This is the first article of the series Thoughts on HathiTrust which will feature UC staff members and their work with HathiTrust.


Rice Majors, Associate University Librarian for Scholarly Resources at UC Davis (photo credit Gregory Urquiaga)

Rice Majors started working at UC Davis in May 2018, as the Associate University Librarian for Scholarly Resources. In this role, he is responsible for managing the life cycle of library collections, including acquisition, cataloging, circulation, preservation, rare books, archives, and assessment. Since his arrival at Davis, Rice has emerged as a champion of book digitization efforts. He became involved with HathiTrust as a liaison for HathiTrust’s Emergency Temporary Access Service (ETAS), when the pandemic limited access to physical libraries. In 2020, he was appointed to HathiTrust’s Program Steering Committee (PSC) which focuses on HathiTrust’s development agenda, including new initiatives and strategies. Under his leadership, UC Davis rejoined the Google Library Project in January 2021, and while the pandemic delayed the start of the project, the campus began sending books to be scanned by Google in May 2022. He is pioneering the strategic selection of volumes to be sent for Google scanning, focusing on pools of materials important to campus researchers, unique UC Davis holdings, and texts that will strengthen the diversity and inclusivity of the HathiTrust Digital Library collection.

Most recently, Rice has become the principal investigator (PI) for UC’s Project LEND, a groundbreaking two-year initiative supported by the Mellon Foundation that is investigating the potential for the expanded lawful use of digitized books held by academic and research libraries. HathiTrust (and a handful of its member institutions who comprise the project’s Library Community Group) are partnering with UC in this innovative endeavor which will leverage expertise gained via the ETAS initiative as well as decades of digitization.

You can learn more about Rice’s digitization efforts in his recent posts and at the Project LEND website:


UC & HathiTrust: Q&A with Rice Majors

Rice recently responded in writing to the following questions about HathiTrust:

What do you see as HathiTrust’s greatest strength?
Libraries are stronger when they collaborate, and this to me is HathiTrust's greatest strength: that it is the realization of library cooperation, and provides such a robust set of services (including its most visible service -- the digital library) to users.

What is UC’s greatest contribution (or greatest potential contribution) to HathiTrust?
UC has such a strong tradition of contributing to (and cooperating with) HathiTrust that this is a tough one. Setting aside all humility, though, I think the greatest is just beginning, which is our partnership with HathiTrust in Project LEND, which seeks to advance user access to digital books. 

What is the best thing UC is getting from its participation in HathiTrust?
To date, the best thing we have gotten was the strength of support that HathiTrust showed us during the early months of the pandemic. HathiTrust was fundamental to the business continuity of the 10-campus system -- to research, education, and clinical care -- via its Emergency Temporary Access Service (ETAS). 

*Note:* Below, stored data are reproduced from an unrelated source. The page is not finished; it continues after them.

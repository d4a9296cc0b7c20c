//! Layered error types for the deduplication pipeline

use thiserror::Error;

/// Pipeline-level errors
#[derive(Error, Debug)]
pub enum Error {
    /// Input ended without a parseable header
    #[error("no header found in input")]
    MissingHeader,

    /// Input ended without a single valid translation unit
    #[error("no translation units parsed ({skipped} spans skipped)")]
    NoUnitsParsed {
        /// Number of unit spans that were scanned but rejected
        skipped: u64,
    },

    /// A variant required by the active match mode is missing
    #[error("no variant matches language '{lang}'")]
    VariantNotFound {
        /// The language token that failed to match either variant
        lang: String,
    },

    /// Writer was driven out of its open/write/close protocol
    #[error("writer structure error: {reason}")]
    WriterStructure {
        /// What the writer was asked to do that it could not
        reason: String,
    },

    /// Byte-to-text conversion failed
    #[error("decode failed: {0}")]
    Decode(String),

    /// Text-to-byte conversion failed
    #[error("encode failed: {0}")]
    Encode(String),

    /// I/O error from the chunk source
    #[error("I/O error: {0}")]
    Io(#[from] std::io::Error),

    /// Cooperative cancellation was requested
    #[error("operation cancelled")]
    Cancelled,

    /// Invalid configuration
    #[error("invalid configuration: {0}")]
    InvalidConfig(String),
}

/// Result type for pipeline operations
pub type Result<T> = std::result::Result<T, Error>;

If you could change one thing about HathiTrust, what would it be?
I would second what a lot of UC users told us when we studied their use of ETAS -- that the user interface for accessing books needs a number of critical improvements! 

How do you envision HathiTrust in 10 years’ time?
HathiTrust may just be hitting its stride in some ways -- I see the digital library as becoming a core asset for libraries providing various modalities of access to their users, and at the same time perhaps taking on a greater preservation role for assets -- born-digital assets, perhaps, and even as a potential system of record for things like federal documents, which could lift a burden off of a lot of repository libraries nationwide.

What is your favorite HathiTrust book?
I discovered a 1917 stage adaptation of A Christmas Carol one day, which is the exact version of the play that I was in when I was in middle school, playing Young Scrooge! The adaptation is by Walter Ben Hare from the original Dickens.

In addition to his library leadership role at UC Davis, Rice leads a creative life as a musical theater director and composer.